Conor stepped on-board as not only my collaborating artist, but also as a visual consultant – ensuring continuity was kept and each artist’s character designs were up to date with each other. His attention to detail and the strong sense of location in his art was apparent immediately. I knew the main narrative was to be almost entirely set on the grounds of Mist House – and told in real-time over twenty four hours – and Conor managed to ground everything perfectly.
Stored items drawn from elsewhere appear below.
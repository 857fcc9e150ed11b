mod common;

use std::sync::Arc;

use pretty_assertions::assert_eq;
use serde_json::json;
use typeschema_core::{
    SchemaGenerator,
    descriptor::{AccessorDef, AccessorOrigin, TypeDefinition},
    error::BoxError,
    introspect::{DynamicMembers, TypeIntrospector},
    metadata::Attributes,
    tracker::ReferenceTracker,
    wrapper::CompositeSchemaWrapper,
};
use typeschema_registry::{DefinitionBuilder, TypeRegistry};

use common::generator;

#[test]
fn only_declared_parameterless_instance_getters_become_properties() -> anyhow::Result<()> {
    let registry = TypeRegistry::with_primitives().with_definition(
        DefinitionBuilder::new("Widget")
            .field("class", "String")
            .field("size", "u32")
            .field("value", "String")
            .field("shared", "String")
            .field("secret", "String")
            .accessor(AccessorDef::getter("getClass").with_origin(AccessorOrigin::RootAncestor))
            .accessor(
                AccessorDef::getter("getSize").with_origin(AccessorOrigin::CollectionProtocol),
            )
            .accessor(AccessorDef::getter("getValue").with_params(1))
            .accessor(AccessorDef::getter("getShared").with_static(true))
            .getter("fetchSecret")
            .getter("getComputed")
            .flag("active")
            .build(),
    );

    let schema = generator(registry).generate("Widget")?;
    assert_eq!(
        schema.to_value(),
        json!({
            "type": "object",
            "properties": { "active": { "type": "boolean" } }
        })
    );
    Ok(())
}

#[test]
fn bare_prefixes_are_not_getters() -> anyhow::Result<()> {
    let registry = TypeRegistry::with_primitives().with_definition(
        DefinitionBuilder::new("Odd")
            .field("", "String")
            .getter("get")
            .getter("is")
            .build(),
    );

    let schema = generator(registry).generate("Odd")?;
    assert_eq!(schema.property_count(), 0);
    Ok(())
}

#[test]
fn field_matching_ignores_case() -> anyhow::Result<()> {
    let registry = TypeRegistry::with_primitives().with_definition(
        DefinitionBuilder::new("Link")
            .field("URL", "String")
            .getter("getURL")
            .build(),
    );

    let schema = generator(registry).generate("Link")?;
    assert_eq!(schema.property("uRL"), Some(&json!({ "type": "string" })));
    Ok(())
}

#[test]
fn inherited_members_are_discovered() -> anyhow::Result<()> {
    let registry = TypeRegistry::with_primitives()
        .with_definition(DefinitionBuilder::new("Base").property("id", "u64").build())
        .with_definition(
            DefinitionBuilder::new("Child")
                .extends("Base")
                .property("name", "String")
                .build(),
        );

    let schema = generator(registry).generate("Child")?;
    assert_eq!(
        schema.to_value(),
        json!({
            "type": "object",
            "properties": {
                "id": { "type": "integer" },
                "name": { "type": "string" }
            }
        })
    );
    Ok(())
}

#[test]
fn overriding_accessor_wins_over_inherited_one() -> anyhow::Result<()> {
    let registry = TypeRegistry::with_primitives()
        .with_definition(DefinitionBuilder::new("Base").property("id", "u64").build())
        .with_definition(
            DefinitionBuilder::new("Child")
                .extends("Base")
                .accessor(
                    AccessorDef::getter("getId")
                        .with_attributes(Attributes::new().with_description("Child id")),
                )
                .build(),
        );

    let schema = generator(registry).generate("Child")?;
    assert_eq!(
        schema.property("id"),
        Some(&json!({ "type": "integer", "description": "Child id" }))
    );
    Ok(())
}

struct ExtraGetter;

impl DynamicMembers for ExtraGetter {
    fn dynamic_accessors(
        &self,
        definition: &TypeDefinition,
    ) -> Result<Vec<AccessorDef>, BoxError> {
        if definition.name.as_str() == "Record" {
            Ok(vec![AccessorDef::getter("getExtra")])
        } else {
            Ok(Vec::new())
        }
    }
}

#[test]
fn dynamic_accessors_are_matched_like_declared_ones() -> anyhow::Result<()> {
    let registry = TypeRegistry::with_primitives().with_definition(
        DefinitionBuilder::new("Record")
            .field("extra", "String")
            .property("id", "u64")
            .build(),
    );
    let generator = SchemaGenerator::builder(Arc::new(registry))
        .with_dynamic_members(ExtraGetter)
        .build()?;

    let schema = generator.generate("Record")?;
    assert_eq!(schema.property("extra"), Some(&json!({ "type": "string" })));
    assert_eq!(schema.property_count(), 2);
    Ok(())
}

#[test]
fn wrapper_reports_properties_in_accessor_order() -> anyhow::Result<()> {
    let registry = TypeRegistry::with_primitives().with_definition(
        DefinitionBuilder::new("Sample")
            .property("zeta", "String")
            .flag("beta")
            .property("alpha", "u8")
            .build(),
    );
    let definition = registry
        .definition(&"Sample".into())
        .cloned()
        .expect("registered above");
    let generator = generator(registry);

    let mut tracker = ReferenceTracker::new();
    let wrapper =
        CompositeSchemaWrapper::wrap(generator.context(), &definition, &mut tracker, None, false)?;

    // getAlpha < getZeta < isBeta
    let order: Vec<(&str, usize)> = wrapper
        .iter()
        .map(|property| (property.name.as_str(), property.ordinal))
        .collect();
    assert_eq!(order, [("alpha", 0), ("zeta", 1), ("beta", 2)]);
    assert_eq!(wrapper.relative_id(), "#");
    assert!(!wrapper.is_empty_wrapper());
    Ok(())
}

#[test]
fn path_tokens_extend_or_replace_the_identifier() -> anyhow::Result<()> {
    let registry = TypeRegistry::with_primitives()
        .with_definition(DefinitionBuilder::new("Empty").build());
    let definition = registry
        .definition(&"Empty".into())
        .cloned()
        .expect("registered above");
    let generator = generator(registry);
    let mut tracker = ReferenceTracker::new();

    let appended = CompositeSchemaWrapper::wrap(
        generator.context(),
        &definition,
        &mut tracker,
        Some("definitions/Empty"),
        false,
    )?;
    assert_eq!(appended.relative_id(), "#/definitions/Empty");

    let replaced = CompositeSchemaWrapper::wrap(
        generator.context(),
        &definition,
        &mut tracker,
        Some("#/properties/x"),
        false,
    )?;
    assert_eq!(replaced.relative_id(), "#/properties/x");
    assert!(replaced.is_empty_wrapper());
    Ok(())
}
To this end, I also managed to draft in Jim Campbell to letter the entire book. With so many art styles and visual acrobatics, it was important to keep a consistency to the voices within. Conor even created blue-prints of the house as the geography of the building was so closely meshed with Zelda’s psychological and emotional state.
The technique of utilizing different artists developed to such an extent that it was possible to interweave two or more artist’s work for specific moments in the story. I roped Indio into drawing spot-illustrations of Zelda’s violent migraine visions and we were able to literally create an art-mash fusing every artist’s version of Thaddeus onto a singular panel. I’m sure this caused Conor no end of problems! Ha! But it was worth it and looks breathtaking! It’s another example of the story working symbiotically and creating a reason for the diverse visuals and the techniques used to achieve them.
All you can really do as a creator is make something you would want to read, and that’s what we tried to do on this project. I’m intensely proud of the comic and hope others get a kick out of what we’ve done. ‘Who On Earth Was Thaddeus Mist?’ will launch at Thought Bubble in November and select bookstores shortly afterwards.
Many thanks to Owen for taking the time to gather his thoughts on the book.